The Economics of Roadside Bombs
http://www.wm.edu/economics/wp/cwm_wp68.pdf
Quote:
The U.S. military has been criticized for its failure to stop the Iraqi insurgency’s use of improvised explosive devices (IEDs), which have caused most of the Coalition casualties. We use an instrumental variables approach to estimate the insurgent responses to U.S. military countermeasures. We find that the number of IED attacks (including unobserved attacks) goes up
when attacks are made more costly to conduct, suggesting that IED attacks are inferior and may even be a Giffen good. A major benefit of IED countermeasures therefore comes in reducing non-IED attacks. Evaluations of the U.S. military’s $13 billion counter-IED effort have thus significantly understated its success.

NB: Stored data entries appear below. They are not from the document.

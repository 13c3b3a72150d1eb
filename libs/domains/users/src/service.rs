//! User Service - Business logic layer

use argon2::{
    Argon2,
    password_hash::{PasswordHash, PasswordHasher, PasswordVerifier, SaltString, rand_core::OsRng},
};
use std::sync::Arc;
use tracing::instrument;
use uuid::Uuid;
use validator::Validate;

use crate::error::{UserError, UserResult};
use crate::models::{
    AdminUser, AdminUserInput, Authority, PublicUser, ROLE_ADMIN, ROLE_USER, RegisterRequest,
    User, new_activation_key, now_millis,
};
use crate::repository::{AuthorityRepository, UserRepository};
use crate::sort::{PageRequest, Sort, SortField};

/// User directory operations over a user store and an authority store
pub struct UserService<U: UserRepository, A: AuthorityRepository> {
    users: Arc<U>,
    authorities: Arc<A>,
}

impl<U: UserRepository, A: AuthorityRepository> Clone for UserService<U, A> {
    fn clone(&self) -> Self {
        Self {
            users: Arc::clone(&self.users),
            authorities: Arc::clone(&self.authorities),
        }
    }
}

impl<U: UserRepository, A: AuthorityRepository> UserService<U, A> {
    pub fn new(users: U, authorities: A) -> Self {
        Self {
            users: Arc::new(users),
            authorities: Arc::new(authorities),
        }
    }

    /// Every user reduced to `{id, login}`, plus the total user count.
    ///
    /// Only `id` and `login` are accepted as sort fields.
    #[instrument(skip(self))]
    pub async fn list_public(
        &self,
        sort: Option<&str>,
        page: PageRequest,
    ) -> UserResult<(Vec<PublicUser>, u64)> {
        let sort = Sort::parse(sort, SortField::PUBLIC)?;
        let users = self.users.find_all(sort, page).await?;
        let total = self.users.count().await?;

        Ok((users.iter().map(PublicUser::from).collect(), total))
    }

    /// Full profiles for administrators
    #[instrument(skip(self))]
    pub async fn list_users(
        &self,
        sort: Option<&str>,
        page: PageRequest,
    ) -> UserResult<(Vec<AdminUser>, u64)> {
        let sort = Sort::parse(sort, SortField::ADMIN)?;
        let users = self.users.find_all(sort, page).await?;
        let total = self.users.count().await?;

        Ok((users.into_iter().map(AdminUser::from).collect(), total))
    }

    #[instrument(skip(self))]
    pub async fn get_user(&self, login: &str) -> UserResult<AdminUser> {
        self.users
            .find_by_login(login)
            .await?
            .map(AdminUser::from)
            .ok_or_else(|| UserError::NotFound(login.to_lowercase()))
    }

    #[instrument(skip(self))]
    pub async fn count_users(&self) -> UserResult<u64> {
        self.users.count().await
    }

    /// Create an activated user with an unusable random password
    #[instrument(skip(self, input), fields(login = %input.login))]
    pub async fn create_user(&self, input: AdminUserInput) -> UserResult<AdminUser> {
        input
            .validate()
            .map_err(|e| UserError::Validation(e.to_string()))?;
        self.ensure_authorities_exist(input.authorities.iter())
            .await?;

        let password_hash = hash_password(&Uuid::new_v4().to_string())?;
        let mut user = User::new(&input.login, &input.email, password_hash).activated();
        apply_profile(&mut user, input);

        let saved = self.users.save(user).await?;
        tracing::info!(login = %saved.login, "Created user");
        Ok(saved.into())
    }

    /// Replace the profile of `login`, which may itself be renamed
    #[instrument(skip(self, input))]
    pub async fn update_user(&self, login: &str, input: AdminUserInput) -> UserResult<AdminUser> {
        input
            .validate()
            .map_err(|e| UserError::Validation(e.to_string()))?;

        let mut user = self
            .users
            .find_by_login(login)
            .await?
            .ok_or_else(|| UserError::NotFound(login.to_lowercase()))?;

        self.ensure_authorities_exist(input.authorities.iter())
            .await?;

        user.login = input.login.clone();
        user.email = input.email.clone();
        if input.activated {
            user.activation_key = None;
        }
        user.activated = input.activated;
        user.last_modified_date = now_millis();
        apply_profile(&mut user, input);

        let saved = self.users.save(user).await?;
        Ok(saved.into())
    }

    /// Absent logins are a no-op
    #[instrument(skip(self))]
    pub async fn delete_user(&self, login: &str) -> UserResult<()> {
        if !self.users.delete_by_login(login).await? {
            tracing::debug!(login = %login, "Delete of unknown user ignored");
        }
        Ok(())
    }

    /// Store a not yet activated account holding `ROLE_USER`.
    ///
    /// An earlier registration that was never activated does not block the
    /// login or email; it is removed first.
    #[instrument(skip(self, request), fields(login = %request.login))]
    pub async fn register(&self, request: RegisterRequest) -> UserResult<User> {
        request
            .validate()
            .map_err(|e| UserError::Validation(e.to_string()))?;

        if let Some(existing) = self.users.find_by_login(&request.login).await? {
            if existing.activated {
                return Err(UserError::LoginAlreadyUsed);
            }
            self.users.delete_by_login(&existing.login).await?;
        }

        if let Some(existing) = self.users.find_by_email(&request.email).await? {
            if existing.activated {
                return Err(UserError::EmailAlreadyUsed);
            }
            self.users.delete_by_login(&existing.login).await?;
        }

        let password_hash = hash_password(&request.password)?;
        let mut user =
            User::new(request.login, request.email, password_hash).with_authority(ROLE_USER);
        user.lang_key = request.lang_key;
        user.activation_key = Some(new_activation_key());

        let saved = self.users.save(user).await?;
        tracing::info!(login = %saved.login, "Registered user");
        Ok(saved)
    }

    #[instrument(skip(self, key))]
    pub async fn activate(&self, key: &str) -> UserResult<AdminUser> {
        let user = self
            .users
            .find_by_activation_key(key)
            .await?
            .ok_or(UserError::InvalidActivationKey)?;

        let mut user = user.activated();
        user.last_modified_date = now_millis();

        let saved = self.users.save(user).await?;
        tracing::info!(login = %saved.login, "Activated user");
        Ok(saved.into())
    }

    /// Check credentials of an activated user
    #[instrument(skip(self, password))]
    pub async fn authenticate(&self, login: &str, password: &str) -> UserResult<User> {
        let user = self
            .users
            .find_by_login(login)
            .await?
            .ok_or(UserError::InvalidCredentials)?;

        if !user.activated {
            tracing::info!(login = %user.login, "Login attempt for inactive user");
            return Err(UserError::InvalidCredentials);
        }

        if !verify_password(password, &user.password_hash)? {
            return Err(UserError::InvalidCredentials);
        }

        Ok(user)
    }

    #[instrument(skip(self))]
    pub async fn list_authorities(&self) -> UserResult<Vec<Authority>> {
        self.authorities.find_all().await
    }

    #[instrument(skip(self))]
    pub async fn get_authority(&self, name: &str) -> UserResult<Authority> {
        self.authorities
            .find_by_name(name)
            .await?
            .ok_or_else(|| UserError::AuthorityNotFound(name.to_string()))
    }

    #[instrument(skip(self))]
    pub async fn create_authority(&self, authority: Authority) -> UserResult<Authority> {
        authority
            .validate()
            .map_err(|e| UserError::Validation(e.to_string()))?;

        self.authorities.insert(authority).await
    }

    /// Make sure the built-in roles exist
    #[instrument(skip(self))]
    pub async fn seed_authorities(&self) -> UserResult<()> {
        for name in [ROLE_ADMIN, ROLE_USER] {
            self.authorities.save(Authority::new(name)).await?;
        }
        tracing::info!("Authorities seeded");
        Ok(())
    }

    /// Create an activated administrator unless `login` already exists
    #[instrument(skip(self, password))]
    pub async fn ensure_admin(&self, login: &str, email: &str, password: &str) -> UserResult<bool> {
        if self.users.find_by_login(login).await?.is_some() {
            return Ok(false);
        }

        let user = User::new(login, email, hash_password(password)?)
            .with_authority(ROLE_ADMIN)
            .with_authority(ROLE_USER)
            .activated();
        self.users.save(user).await?;

        tracing::info!(login = %login, "Created administrator");
        Ok(true)
    }

    async fn ensure_authorities_exist<'a>(
        &self,
        names: impl Iterator<Item = &'a String>,
    ) -> UserResult<()> {
        for name in names {
            if self.authorities.find_by_name(name).await?.is_none() {
                return Err(UserError::AuthorityNotFound(name.clone()));
            }
        }
        Ok(())
    }
}

fn apply_profile(user: &mut User, input: AdminUserInput) {
    user.first_name = input.first_name;
    user.last_name = input.last_name;
    user.image_url = input.image_url;
    user.lang_key = input.lang_key;
    user.authorities = input.authorities;
}

fn hash_password(password: &str) -> UserResult<String> {
    let salt = SaltString::generate(&mut OsRng);
    let argon2 = Argon2::default();

    argon2
        .hash_password(password.as_bytes(), &salt)
        .map(|hash| hash.to_string())
        .map_err(|e| UserError::PasswordHash(e.to_string()))
}

fn verify_password(password: &str, hash: &str) -> UserResult<bool> {
    let parsed_hash =
        PasswordHash::new(hash).map_err(|e| UserError::PasswordHash(e.to_string()))?;

    Ok(Argon2::default()
        .verify_password(password.as_bytes(), &parsed_hash)
        .is_ok())
}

True. They don't want to engage in direct attacks
at all if the can avoid it; their loss ratio is way too high. They are putting a lot of effort into keeping the IED attack route alive and well.
Also might consider the value of IEDs planted to disrupt versus those designed just to create noise / confusion versus those designed to specifically attack high value targets with significant PR value. For example, an AAVP with 28 troops versus a HMMWV with 2; an M1 Tank versus a fuel tanker -- even though the tanker is more tactically important than the tank, the tank has a far higher PR value to them.